Fragen der Lebenskultur
Allerdings sind Jungfräulichkeit, Gehorsam und Armut heute weitgehend „entzaubert“. Waren sie früher erstrebenswerte und hochgeschätzte Tugenden, so gilt heute aus vielen Gründen oft das Gegenteil: Wer nach den evangelischen Räten leben will, muss sich rechtfertigen. Glaubhaft ist dieses Leben, wenn seine heilsame und befreiende Wirkung erfahrbar wird. Dabei geht es nicht darum, einzelne Weisungen zu befolgen, sondern es geht um eine Lebenskultur, um eine übereinstimmende Lebensgestalt. Kultur aber „ist die Art und Weise, wie die Menschen leben und was sie aus sich selbst und ihrer Welt machen“ (Gerhard Maletzke).

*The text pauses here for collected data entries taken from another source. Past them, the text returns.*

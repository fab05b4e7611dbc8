//! Key press events and target classification
//!
//! Provides the host-facing event type delivered to a detector, plus the
//! normalization helpers the matching core relies on.

/// Classifies the UI element a key event originated from.
///
/// Keystrokes aimed at editable elements are usually excluded from
/// detection so that typing in a form cannot complete a trigger phrase.
#[derive(Debug, Clone, Copy, Default, PartialEq, Eq)]
pub enum KeyTarget {
    /// Anywhere that is not an editable element
    #[default]
    Page,
    /// A single-line text input
    TextInput,
    /// A multi-line text area
    TextArea,
    /// A select / dropdown element
    Select,
    /// An element marked content-editable
    ContentEditable,
}

impl KeyTarget {
    /// Whether keystrokes at this target belong to an editable element
    pub fn is_editable(&self) -> bool {
        !matches!(self, KeyTarget::Page)
    }
}

/// A single key press delivered by the host.
///
/// `key` is the key's textual identifier as reported by the host runtime:
/// a one-character string for printable keys ("t", "3"), a key name for
/// the rest ("Shift", "ArrowLeft").
#[derive(Debug, Clone, PartialEq, Eq)]
pub struct KeyPress {
    key: String,
    target: KeyTarget,
}

impl KeyPress {
    /// Create a key press event for the given key and originating target
    pub fn new(key: impl Into<String>, target: KeyTarget) -> Self {
        Self {
            key: key.into(),
            target,
        }
    }

    /// Convenience constructor for a printable character pressed on the page
    pub fn character(ch: char) -> Self {
        Self::new(ch.to_string(), KeyTarget::Page)
    }

    /// The key's textual identifier, as delivered by the host
    pub fn key(&self) -> &str {
        &self.key
    }

    /// The element class this event originated from
    pub fn target(&self) -> KeyTarget {
        self.target
    }

    /// Lowercased form of the key, as appended to the match buffer
    pub fn token(&self) -> String {
        self.key.to_lowercase()
    }

    /// Whether the key's textual form is a single character
    pub fn is_single_char(&self) -> bool {
        self.key.chars().count() == 1
    }
}
//! keytrigger-demo: stdin-driven host for the trigger detector
//!
//! Feeds each character of every stdin line to a detector as a key press
//! and prints detector events as JSON lines. The trigger phrase comes from
//! the first argument (default "tech"); set KEYTRIGGER_IDLE_MS to run in
//! idle-timeout mode instead of bounded-FIFO mode.

use std::time::Duration;

use anyhow::Result;
use tokio::io::{AsyncBufReadExt, BufReader};
use tracing::{info, warn};
use tracing_subscriber::EnvFilter;

use keytrigger::{Detector, DetectorConfig, KeyPress};

#[tokio::main]
async fn main() -> Result<()> {
    tracing_subscriber::fmt()
        .with_env_filter(
            EnvFilter::try_from_default_env().unwrap_or_else(|_| EnvFilter::new("info")),
        )
        .init();

    let trigger = std::env::args().nth(1).unwrap_or_else(|| "tech".to_string());

    let mut config = DetectorConfig::new(&trigger);
    if let Ok(value) = std::env::var("KEYTRIGGER_IDLE_MS") {
        match value.parse::<u64>() {
            Ok(ms) => {
                config = config.with_idle_timeout(Duration::from_millis(ms));
            }
            Err(_) => {
                warn!(value = %value, "ignoring unparseable KEYTRIGGER_IDLE_MS");
            }
        }
    }

    info!(
        version = env!("CARGO_PKG_VERSION"),
        trigger = %trigger,
        idle_timeout = ?config.idle_timeout,
        "keytrigger-demo starting"
    );

    let mut detector = Detector::new(config, || {
        info!("trigger fired");
    })?;

    let mut events = detector.subscribe();
    let keys = detector.attach()?;

    let mut lines = BufReader::new(tokio::io::stdin()).lines();

    loop {
        tokio::select! {
            line = lines.next_line() => {
                let Some(line) = line? else {
                    info!("stdin closed");
                    break;
                };
                for ch in line.chars() {
                    keys.send(KeyPress::character(ch)).await;
                }
            }

            event = events.recv() => {
                if let Ok(event) = event {
                    println!("{}", serde_json::to_string(&event)?);
                }
            }

            _ = tokio::signal::ctrl_c() => {
                info!("shutdown signal received");
                break;
            }
        }
    }

    detector.detach().await;
    info!("keytrigger-demo stopped");

    Ok(())
}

Ein Leben nach den Räten des Evangeliums antwortet damit zum Beispiel auf die Fragen: Wie lebst du, wie gestaltest du deine Beziehungen, deine Geschlechtlichkeit, dein
Besitzstreben? Wie lebst du Macht und Einfluss, wie deine Bedürftigkeit? Wie gehst du mit dem Raum um, der dir verfügbar ist, wie stehst du zu Vergangenheit, Gegenwart und Zukunft?
Miteinander von Gott und Mensch
Bei der Ehelosigkeit wird wie in Mt 19,12 meist hinzugesetzt: „um des Himmelreiches willen“. Eigentlich gehört dieser Zusatz zu jedem Rat des Evangeliums. Armut, Gehorsam und Ehelosigkeit sind nicht Ziele in sich, sondern sie sind auf etwas Größeres hingeordnet: Dass nämlich Gottes liebende Herrschaft in dieser Welt Gestalt annimmt, in und durch das Leben von Menschen.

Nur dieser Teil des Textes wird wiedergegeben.